The citation for his VC, for “conspicuous bravery”, describes what happened: 

“He was in command of a Trench Mortar Battery, and advanced with the Infantry in the attack. When our front line was hung up by enfilading machine gun fire Captain Bell crept forward and shot the machine gunner. Later, on no less than three occasions, when our bombing parties, which were clearing the enemy's trenches, were unable to advance, he went forward alone and threw Trench Mortar bombs among the enemy. When he had no more bombs available he stood on the parapet, under intense fire, and used a rifle with great coolness and effect on the enemy advancing to counter-attack. Finally he was killed rallying and reorganising infantry parties which had lost their officers. All this was outside the scope of his normal duties with his battery. He gave his life in his supreme devotion to duty.” 

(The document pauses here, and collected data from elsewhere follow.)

//! Icon lookup and decoding for the window and tray.

use std::path::{Path, PathBuf};

use tauri::image::Image;

use crate::config::app::{ICON_BASENAME, ICON_EXTENSIONS};
use crate::error::ShellResult;

/// First `icon.<ext>` in `dir` that exists, in [`ICON_EXTENSIONS`] order.
///
/// When none exists the preferred-format path is returned anyway; loading it
/// fails later and the platform default icon is used instead.
pub fn resolve_icon_path(dir: &Path) -> PathBuf {
    resolve_with(dir, &ICON_EXTENSIONS)
}

fn resolve_with(dir: &Path, extensions: &[&str]) -> PathBuf {
    extensions
        .iter()
        .map(|ext| dir.join(format!("{ICON_BASENAME}.{ext}")))
        .find(|candidate| candidate.is_file())
        .unwrap_or_else(|| dir.join(format!("{ICON_BASENAME}.{}", extensions[0])))
}

/// Decode an icon at its native size.
pub fn load_icon(path: &Path) -> Option<Image<'static>> {
    decode(path, None)
        .map_err(|e| log::warn!("[ICON] cannot load {}: {}", path.display(), e))
        .ok()
}

/// Decode an icon and scale it to an `edge` x `edge` square for the tray.
pub fn load_tray_icon(path: &Path, edge: u32) -> Option<Image<'static>> {
    decode(path, Some(edge))
        .map_err(|e| log::warn!("[ICON] cannot load tray icon {}: {}", path.display(), e))
        .ok()
}

fn decode(path: &Path, edge: Option<u32>) -> ShellResult<Image<'static>> {
    let mut img = image::open(path)?;
    if let Some(edge) = edge {
        img = img.resize_exact(edge, edge, image::imageops::FilterType::Lanczos3);
    }
    let rgba = img.to_rgba8();
    let (width, height) = rgba.dimensions();
    Ok(Image::new_owned(rgba.into_raw(), width, height))
}
//! OS-facing seams of the shell.
//!
//! Lifecycle, navigation and autostart logic talk to these traits only.
//! `TauriHost` is the real implementation; tests use the recording fake in
//! `app::testing`.

use tauri::{AppHandle, Manager, Url};

use crate::config::app::MAIN_WINDOW_LABEL;
#[cfg(desktop)]
use crate::config::app::TRAY_ID;
use crate::error::{ShellError, ShellResult};

/// The single main window.
pub trait WindowHost {
    fn window_exists(&self) -> bool;
    fn create_window(&self) -> ShellResult<()>;
    fn window_visible(&self) -> bool;
    /// Show, unminimize and focus.
    fn show_window(&self) -> ShellResult<()>;
    fn focus_window(&self) -> ShellResult<()>;
    fn hide_window(&self) -> ShellResult<()>;
    fn load_url(&self, url: &Url) -> ShellResult<()>;
    fn reload(&self) -> ShellResult<()>;
    fn go_back(&self) -> ShellResult<()>;
    fn go_forward(&self) -> ShellResult<()>;
    fn destroy_window(&self) -> ShellResult<()>;
}

/// The single tray icon.
pub trait TrayHost {
    fn remove_tray(&self);
}

/// The system's default browser.
pub trait ExternalBrowser {
    fn open_external(&self, url: &Url) -> ShellResult<()>;
}

/// OS "launch at login" registration.
pub trait LoginItems {
    fn supports_login_item_registration(&self) -> bool;
    fn register_login_item(&self, enabled: bool) -> ShellResult<()>;
}

/// Host backed by a running Tauri app.
#[derive(Clone)]
pub struct TauriHost {
    app: AppHandle,
}

impl TauriHost {
    pub fn new(app: &AppHandle) -> Self {
        Self { app: app.clone() }
    }

    fn window(&self) -> ShellResult<tauri::WebviewWindow> {
        self.app
            .get_webview_window(MAIN_WINDOW_LABEL)
            .ok_or_else(|| ShellError::Window("main window does not exist".to_string()))
    }
}

impl WindowHost for TauriHost {
    fn window_exists(&self) -> bool {
        self.app.get_webview_window(MAIN_WINDOW_LABEL).is_some()
    }

    fn create_window(&self) -> ShellResult<()> {
        super::window::create_main_window(&self.app).map(|_| ())
    }

    fn window_visible(&self) -> bool {
        self.window()
            .and_then(|w| Ok(w.is_visible()?))
            .unwrap_or(false)
    }

    fn show_window(&self) -> ShellResult<()> {
        let window = self.window()?;
        window.show()?;
        window.unminimize()?;
        window.set_focus()?;
        Ok(())
    }

    fn focus_window(&self) -> ShellResult<()> {
        Ok(self.window()?.set_focus()?)
    }

    fn hide_window(&self) -> ShellResult<()> {
        Ok(self.window()?.hide()?)
    }

    fn load_url(&self, url: &Url) -> ShellResult<()> {
        Ok(self.window()?.navigate(url.clone())?)
    }

    fn reload(&self) -> ShellResult<()> {
        Ok(self.window()?.eval("window.location.reload()")?)
    }

    fn go_back(&self) -> ShellResult<()> {
        Ok(self.window()?.eval("history.back()")?)
    }

    fn go_forward(&self) -> ShellResult<()> {
        Ok(self.window()?.eval("history.forward()")?)
    }

    fn destroy_window(&self) -> ShellResult<()> {
        Ok(self.window()?.destroy()?)
    }
}

impl TrayHost for TauriHost {
    #[cfg(desktop)]
    fn remove_tray(&self) {
        if self.app.remove_tray_by_id(TRAY_ID).is_none() {
            log::debug!("[TRAY] remove requested but no tray was registered");
        }
    }

    #[cfg(not(desktop))]
    fn remove_tray(&self) {}
}

impl ExternalBrowser for TauriHost {
    fn open_external(&self, url: &Url) -> ShellResult<()> {
        use tauri_plugin_opener::OpenerExt;

        self.app
            .opener()
            .open_url(url.as_str(), None::<&str>)
            .map_err(|e| ShellError::Opener(format!("{url}: {e}")))
    }
}

impl LoginItems for TauriHost {
    fn supports_login_item_registration(&self) -> bool {
        super::platform::Platform::current().supports_login_item_registration()
    }

    #[cfg(desktop)]
    fn register_login_item(&self, enabled: bool) -> ShellResult<()> {
        use tauri_plugin_autostart::ManagerExt;

        let autostart_manager = self.app.autolaunch();
        let result = if enabled {
            autostart_manager.enable()
        } else {
            autostart_manager.disable()
        };
        result.map_err(|e| ShellError::Autostart(e.to_string()))
    }

    #[cfg(not(desktop))]
    fn register_login_item(&self, _enabled: bool) -> ShellResult<()> {
        Ok(())
    }
}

Bell’s VC was gazetted (published in the London Gazette) on 26 September the same year and presented to his father at Buckingham Palace by King George V on 29 November 1916. Bell’s remains were never found; his name appears on the Thiepval Memorial near the site of the battle.



Born: 28 August 1895
Died: 1 July 1916
Richard Froggatt
Bibliography:

Richard Doherty & David Truesdale: Irish Winners of the Victoria Cross (Dublin, 2000); John Keegan: The First World War (London, 1998); David Stevenson: 1914-1918: The History of the First World War (Penguin Books, 2004)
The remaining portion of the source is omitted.